SHAREHOLDERS' EQUITY:
The Registrant is authorized to issue 110,000,000 shares of which
100,000,000 shares are alloacted to two classes of common stock with a par value
of $.01 per share and 10,000,000 are Preferred Stock with a par value of $.01
per share. As of the date hereof, the Registrant had 4,408,429 shares of Common
Stock outstanding. Holders of Common Stock are entitled to one vote for each
share held of record on each matter submitted to a vote of stockholders. There
is no cumulative voting for election of directors. Subject to the prior rights
of any series of Preferred Stock which may from time to time be outstanding, if
any, holders of Common Stock are entitled to receive dividends when, as, and if
declared by the Board of Directors out of funds legally available therefor and,
upon the liquidation, dissolution or winding up of the Registrant, are entitled
to share ratably in all assets remaining after payment of liabilities and
payment of accrued dividends and liquidation preferences on the Preferred Stock,
if any. Holders of Common Stock have no preemptive rights and have no rights to
convert their Common Stock into any other securities. All outstanding shares of
Common Stock are, and the shares of Common Stock offered hereby upon issuance,
will be, duly authorized, validly issued, fully paid and non-assessable.

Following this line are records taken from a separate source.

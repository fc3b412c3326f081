//! Discovery: scan controller and device matcher.
//!
//! The controller starts and stops discovery through the radio transport and
//! is idempotent: starting while already scanning registers nothing twice.
//! Matching is advisory only; it narrows scan results before a connect
//! attempt but does not guarantee protocol compatibility, which discovery
//! validates downstream.

use std::sync::Arc;

use tracing::debug;
use uuid::Uuid;

use crate::error::Result;
use crate::protocol::{DEVICE_NAME, SERVICE_UUID};
use crate::transport::RadioTransport;
use crate::types::PeripheralIdentity;

/// Discovery settings profile.
///
/// Tuned for the fastest possible discovery of a single known peripheral,
/// not for battery-efficient background scanning. Transports apply whatever
/// subset of these knobs the platform exposes.
#[derive(Debug, Clone, Copy, PartialEq, Eq)]
pub struct ScanProfile {
    /// Prefer low-latency scan intervals over duty-cycled ones.
    pub low_latency: bool,
    /// Report on weak/partial advertisements rather than waiting for strong
    /// repeated sightings.
    pub aggressive_match: bool,
    /// Stop reporting after the first matching advertisement.
    pub single_match: bool,
    /// Batching delay for scan reports, in milliseconds.
    pub report_delay_ms: u64,
}

impl Default for ScanProfile {
    fn default() -> Self {
        Self {
            low_latency: true,
            aggressive_match: true,
            single_match: true,
            report_delay_ms: 0,
        }
    }
}

/// Filters discovered advertisements down to the expected sensor.
#[derive(Debug, Clone, PartialEq, Eq)]
pub struct DeviceFilter {
    /// Expected advertised device name.
    pub expected_name: String,
    /// Expected advertised service identifier.
    pub service: Uuid,
}

impl DeviceFilter {
    /// Filter on a specific advertised name plus the fixed service.
    pub fn new(expected_name: impl Into<String>, service: Uuid) -> Self {
        Self {
            expected_name: expected_name.into(),
            service,
        }
    }

    /// True if the advertised name equals the expected name, or the
    /// advertised service set contains the expected service identifier.
    #[must_use]
    pub fn matches(&self, identity: &PeripheralIdentity) -> bool {
        if identity.local_name.as_deref() == Some(self.expected_name.as_str()) {
            return true;
        }
        identity.services.contains(&self.service)
    }
}

impl Default for DeviceFilter {
    fn default() -> Self {
        Self::new(DEVICE_NAME, SERVICE_UUID)
    }
}

/// Starts and stops discovery through the radio transport.
///
/// The transport handle is held under the connection state machine's
/// direction; the controller never owns the radio independently.
#[derive(Debug)]
pub struct ScanController<T> {
    transport: Arc<T>,
    profile: ScanProfile,
    scanning: bool,
}

impl<T: RadioTransport> ScanController<T> {
    /// Create a controller over the given transport.
    pub fn new(transport: Arc<T>, profile: ScanProfile) -> Self {
        Self {
            transport,
            profile,
            scanning: false,
        }
    }

    /// Whether a scan is currently active.
    #[must_use]
    pub const fn is_scanning(&self) -> bool {
        self.scanning
    }

    /// Start discovery. A no-op if a scan is already active.
    ///
    /// # Errors
    ///
    /// Propagates a platform scan-start failure; non-fatal, the caller may
    /// retry. The controller stays in the not-scanning state on failure.
    pub async fn start(&mut self) -> Result<()> {
        if self.scanning {
            debug!("scan already active, ignoring start");
            return Ok(());
        }
        self.transport.start_scan(&self.profile).await?;
        self.scanning = true;
        Ok(())
    }

    /// Stop discovery. A no-op if no scan is active.
    ///
    /// The controller always leaves the scanning state, even if the platform
    /// reports a stop failure; duplicate stop requests are harmless while a
    /// stuck scan would block reconnection.
    ///
    /// # Errors
    ///
    /// Propagates a platform scan-stop failure.
    pub async fn stop(&mut self) -> Result<()> {
        if !self.scanning {
            return Ok(());
        }
        self.scanning = false;
        self.transport.stop_scan().await
    }
}

#[cfg(test)]
mod tests {
    use super::*;
    use crate::transport::{MockCall, MockTransport};
    use crate::types::DeviceId;

    fn identity(name: Option<&str>, services: Vec<Uuid>) -> PeripheralIdentity {
        PeripheralIdentity {
            device: DeviceId::new("AA:BB:CC:DD:EE:FF"),
            local_name: name.map(str::to_owned),
            services,
        }
    }

    #[test]
    fn test_matches_on_expected_name_with_empty_service_set() {
        let filter = DeviceFilter::default();
        assert!(filter.matches(&identity(Some(DEVICE_NAME), vec![])));
    }

    #[test]
    fn test_matches_on_service_with_unrelated_name() {
        let filter = DeviceFilter::default();
        assert!(filter.matches(&identity(Some("SomethingElse"), vec![SERVICE_UUID])));
    }

    #[test]
    fn test_no_match_without_name_or_service() {
        let filter = DeviceFilter::default();
        assert!(!filter.matches(&identity(Some("SomethingElse"), vec![Uuid::from_u128(0x99)])));
        assert!(!filter.matches(&identity(None, vec![])));
    }

    #[test]
    fn test_name_match_is_exact_not_prefix() {
        let filter = DeviceFilter::default();
        assert!(!filter.matches(&identity(Some("AirSense2"), vec![])));
    }

    #[tokio::test]
    async fn test_start_is_idempotent() {
        let transport = Arc::new(MockTransport::new());
        let mut scan = ScanController::new(Arc::clone(&transport), ScanProfile::default());

        scan.start().await.unwrap();
        scan.start().await.unwrap();

        let starts = transport
            .calls()
            .iter()
            .filter(|c| matches!(c, MockCall::StartScan))
            .count();
        assert_eq!(starts, 1);
        assert!(scan.is_scanning());
    }

    #[tokio::test]
    async fn test_stop_without_start_is_noop() {
        let transport = Arc::new(MockTransport::new());
        let mut scan = ScanController::new(Arc::clone(&transport), ScanProfile::default());

        scan.stop().await.unwrap();
        assert!(transport.calls().is_empty());
    }

    #[tokio::test]
    async fn test_failed_start_leaves_controller_stopped() {
        let transport = Arc::new(MockTransport::new());
        transport.fail_next_start_scan();
        let mut scan = ScanController::new(Arc::clone(&transport), ScanProfile::default());

        assert!(scan.start().await.is_err());
        assert!(!scan.is_scanning());

        // A retry succeeds.
        scan.start().await.unwrap();
        assert!(scan.is_scanning());
    }
}
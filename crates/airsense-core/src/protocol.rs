//! Fixed protocol identifiers shared with the AirSense peripheral firmware.
//!
//! The sensor exposes a single custom GATT service with one telemetry
//! characteristic. All identifiers here are compile-time constants; there is
//! no negotiation of the frame layout (the protocol version is implicit).

use std::time::Duration;

use uuid::Uuid;

/// Custom air-quality service advertised by the sensor.
pub const SERVICE_UUID: Uuid = Uuid::from_u128(0x4fafc201_1fb5_459e_8fcc_c5c9c331914b);

/// Telemetry characteristic carrying the 24-byte sensor frame.
pub const TELEMETRY_CHAR_UUID: Uuid = Uuid::from_u128(0xbeb5483e_36e1_4688_b7f5_ea07361b26a8);

/// Client Characteristic Configuration descriptor (Bluetooth SIG assigned).
pub const CCCD_UUID: Uuid = Uuid::from_u128(0x00002902_0000_1000_8000_00805f9b34fb);

/// Advertised device name of the sensor firmware.
pub const DEVICE_NAME: &str = "AirSense";

/// Value written to the CCCD to enable notifications (little-endian bitfield).
pub const ENABLE_NOTIFICATIONS: [u8; 2] = [0x01, 0x00];

/// MTU requested after connecting. Negotiation is best-effort; the 24-byte
/// frame fits the Bluetooth minimum, so any outcome is acceptable.
pub const TARGET_MTU: u16 = 517;

/// Exact length of one telemetry frame: six little-endian `f32` fields.
pub const FRAME_LEN: usize = 24;

/// Delay before re-scanning after an unexpected disconnection. Constant, no
/// backoff growth; retries are unbounded while auto-reconnect is enabled.
pub const RECONNECT_DELAY: Duration = Duration::from_secs(1);

/// The fixed triple of identifiers a session operates on.
///
/// Never changes during a session; the connection state machine validates
/// that the service and characteristic are both present after discovery.
#[derive(Debug, Clone, Copy, PartialEq, Eq)]
pub struct ServiceDescriptor {
    /// Air-quality service identifier.
    pub service: Uuid,
    /// Telemetry characteristic identifier.
    pub telemetry: Uuid,
    /// Notification-configuration descriptor identifier.
    pub cccd: Uuid,
}

impl ServiceDescriptor {
    /// The AirSense air-quality service triple.
    pub const AIR_QUALITY: Self = Self {
        service: SERVICE_UUID,
        telemetry: TELEMETRY_CHAR_UUID,
        cccd: CCCD_UUID,
    };
}

impl Default for ServiceDescriptor {
    fn default() -> Self {
        Self::AIR_QUALITY
    }
}
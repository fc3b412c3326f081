//! Telemetry frame codec.
//!
//! One notification from the sensor carries exactly 24 bytes: six IEEE-754
//! single-precision floats, little-endian, no header, no length prefix, no
//! checksum. Field order is fixed by the firmware:
//!
//! | Offset | Field                         | Unit  |
//! |--------|-------------------------------|-------|
//! | 0      | temperature                   | °C    |
//! | 4      | relative humidity             | %     |
//! | 8      | pressure                      | Pa    |
//! | 12     | gas resistance                | kΩ    |
//! | 16     | VOC concentration             | ppm   |
//! | 20     | particulate mass (PM2.5)      | µg/m³ |
//!
//! Decoding is a raw reinterpretation with no range validation: a negative
//! pressure passes through unchanged. Range checks and derived metrics are a
//! downstream concern.

use chrono::{DateTime, Utc};
use serde::{Deserialize, Serialize};
use thiserror::Error;

use crate::protocol::FRAME_LEN;

/// Failure to decode a telemetry frame.
#[derive(Debug, Clone, Copy, PartialEq, Eq, Error)]
pub enum FrameError {
    /// The payload was not exactly [`FRAME_LEN`] bytes.
    #[error("unexpected frame length: expected {FRAME_LEN} bytes, got {0}")]
    UnexpectedLength(usize),
}

/// One decoded sensor reading.
///
/// Immutable value type; the published current-reading signal always holds
/// the most recently decoded value.
#[derive(Debug, Clone, Copy, PartialEq, Serialize, Deserialize)]
pub struct SensorReading {
    /// Temperature in degrees Celsius.
    pub temperature_c: f32,
    /// Relative humidity in percent.
    pub humidity_pct: f32,
    /// Barometric pressure in pascals.
    pub pressure_pa: f32,
    /// Gas sensor resistance in kiloohms.
    pub gas_resistance_kohm: f32,
    /// Volatile organic compound concentration in parts per million.
    pub voc_ppm: f32,
    /// PM2.5 particulate mass concentration in micrograms per cubic meter.
    pub pm25_ug_m3: f32,
    /// Capture timestamp, assigned at decode time.
    pub captured_at: DateTime<Utc>,
}

/// Decode a raw notification payload into a [`SensorReading`].
///
/// Pure function: no shared state, safe to call concurrently.
///
/// # Errors
///
/// Returns [`FrameError::UnexpectedLength`] for any payload that is not
/// exactly 24 bytes.
pub fn decode(bytes: &[u8]) -> Result<SensorReading, FrameError> {
    if bytes.len() != FRAME_LEN {
        return Err(FrameError::UnexpectedLength(bytes.len()));
    }

    let field = |index: usize| {
        let offset = index * 4;
        f32::from_le_bytes([
            bytes[offset],
            bytes[offset + 1],
            bytes[offset + 2],
            bytes[offset + 3],
        ])
    };

    Ok(SensorReading {
        temperature_c: field(0),
        humidity_pct: field(1),
        pressure_pa: field(2),
        gas_resistance_kohm: field(3),
        voc_ppm: field(4),
        pm25_ug_m3: field(5),
        captured_at: Utc::now(),
    })
}

/// Encode six field values into the wire layout.
///
/// The inverse of [`decode`], used by hosts that simulate the peripheral.
#[must_use]
pub fn encode(
    temperature_c: f32,
    humidity_pct: f32,
    pressure_pa: f32,
    gas_resistance_kohm: f32,
    voc_ppm: f32,
    pm25_ug_m3: f32,
) -> [u8; FRAME_LEN] {
    let mut out = [0u8; FRAME_LEN];
    let fields = [
        temperature_c,
        humidity_pct,
        pressure_pa,
        gas_resistance_kohm,
        voc_ppm,
        pm25_ug_m3,
    ];
    for (i, value) in fields.iter().enumerate() {
        out[i * 4..i * 4 + 4].copy_from_slice(&value.to_le_bytes());
    }
    out
}
impl AirQualityMonitor {
    /// Spawn the driver task over a transport and its event channel.
    ///
    /// The transport must deliver its [`TransportEvent`]s on the sender side
    /// of `events`.
    pub fn spawn<T: RadioTransport>(
        transport: Arc<T>,
        events: mpsc::Receiver<TransportEvent>,
        config: MonitorConfig,
    ) -> Self {
        let (commands, command_rx) = mpsc::channel(32);
        let (status_tx, status_rx) = watch::channel(false);
        let (readings_tx, readings_rx) = watch::channel(None);

        let driver = MonitorDriver {
            scan: ScanController::new(Arc::clone(&transport), ScanProfile::default()),
            filter: DeviceFilter::new(config.device_name.clone(), SERVICE_UUID),
            notify: NotificationChannel::new(ServiceDescriptor::AIR_QUALITY, readings_tx),
            auto_reconnect: config.auto_reconnect,
            transport,
            config,
            phase: ConnectionPhase::Idle,
            capabilities: Capabilities::none(),
            session: None,
            session_counter: 0,
            reconnect_token: 0,
            commands: commands.clone(),
            status: status_tx,
        };
        tokio::spawn(driver.run(command_rx, events));

        Self {
            commands,
            status_rx,
            readings_rx,
        }
    }

    /// Start monitoring: scan, connect, and subscribe to the sensor.
    ///
    /// Idempotent while a session is being established or is live.
    ///
    /// # Errors
    ///
    /// Fails fast with [`AirsenseError::ScanNotAuthorized`] before any radio
    /// call if the host withheld the scan capability, and with
    /// [`AirsenseError::ScanStartFailed`] if the platform refused to scan
    /// (non-fatal; the call may be retried).
    pub async fn start_monitoring(&self, capabilities: Capabilities) -> Result<()> {
        if !capabilities.scan_authorized {
            return Err(AirsenseError::ScanNotAuthorized);
        }
        let (reply, response) = oneshot::channel();
        self.commands
            .send(Command::Start {
                capabilities,
                reply,
            })
            .await
            .map_err(|_| AirsenseError::MonitorStopped)?;
        response.await.map_err(|_| AirsenseError::MonitorStopped)?
    }

    /// Stop an active scan without touching a live session.
    ///
    /// # Errors
    ///
    /// Fails only if the monitor task has shut down.
    pub async fn stop_scanning(&self) -> Result<()> {
        self.send(Command::StopScanning).await
    }

    /// Enable or disable the auto-reconnect policy.
    ///
    /// Disabling cancels a pending delayed re-scan. Re-enabling does not
    /// retroactively restart anything; it only affects future disconnects.
    ///
    /// # Errors
    ///
    /// Fails only if the monitor task has shut down.
    pub async fn set_auto_reconnect(&self, enabled: bool) -> Result<()> {
        self.send(Command::SetAutoReconnect(enabled)).await
    }

    /// Tear down the active session immediately and go to Idle.
    ///
    /// Host-intended, so the auto-reconnect policy does not fire; any
    /// pending reconnect timer is cancelled.
    ///
    /// # Errors
    ///
    /// Fails only if the monitor task has shut down.
    pub async fn disconnect(&self) -> Result<()> {
        self.send(Command::Disconnect).await
    }

    /// Connection status signal: `true` only while fully subscribed.
    #[must_use]
    pub fn status(&self) -> watch::Receiver<bool> {
        self.status_rx.clone()
    }

    /// Current-reading signal: the most recently decoded reading, or `None`
    /// before the first one arrives.
    #[must_use]
    pub fn readings(&self) -> watch::Receiver<Option<SensorReading>> {
        self.readings_rx.clone()
    }

    async fn send(&self, command: Command) -> Result<()> {
        self.commands
            .send(command)
            .await
            .map_err(|_| AirsenseError::MonitorStopped)
    }
}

The Registrant's Restated Certificate of Incorporation authorizes the
issuance of Preferred Stock with such designations, rights and preferences as
may be determined from time to time by the Board of Directors. Accordingly, the
Board is empowered, without stockholder approval, to issue Preferred Stock with
dividend, liquidation, conversion, voting or other rights which could adversely
affect the relative voting power or other rights of the holders of the
Registrant's Common Stock. In the event of issuance, the Preferred Stock could
be used, under certain circumstances, as a method of discouraging, delaying or
preventing a change in control of the Registrant. Although the Registrant has no
present intention to issue any shares of Preferred Stock, there can be no
assurance that the Registrant will not do so in the future. If the Registrant
issues shares of Preferred Stock, the issuance may have a dilutive effect upon
the holders of the Registrant's Common Stock, including the purchasers of the
shares being offered hereby.
Item 5. Interests of Named Experts and Counsel.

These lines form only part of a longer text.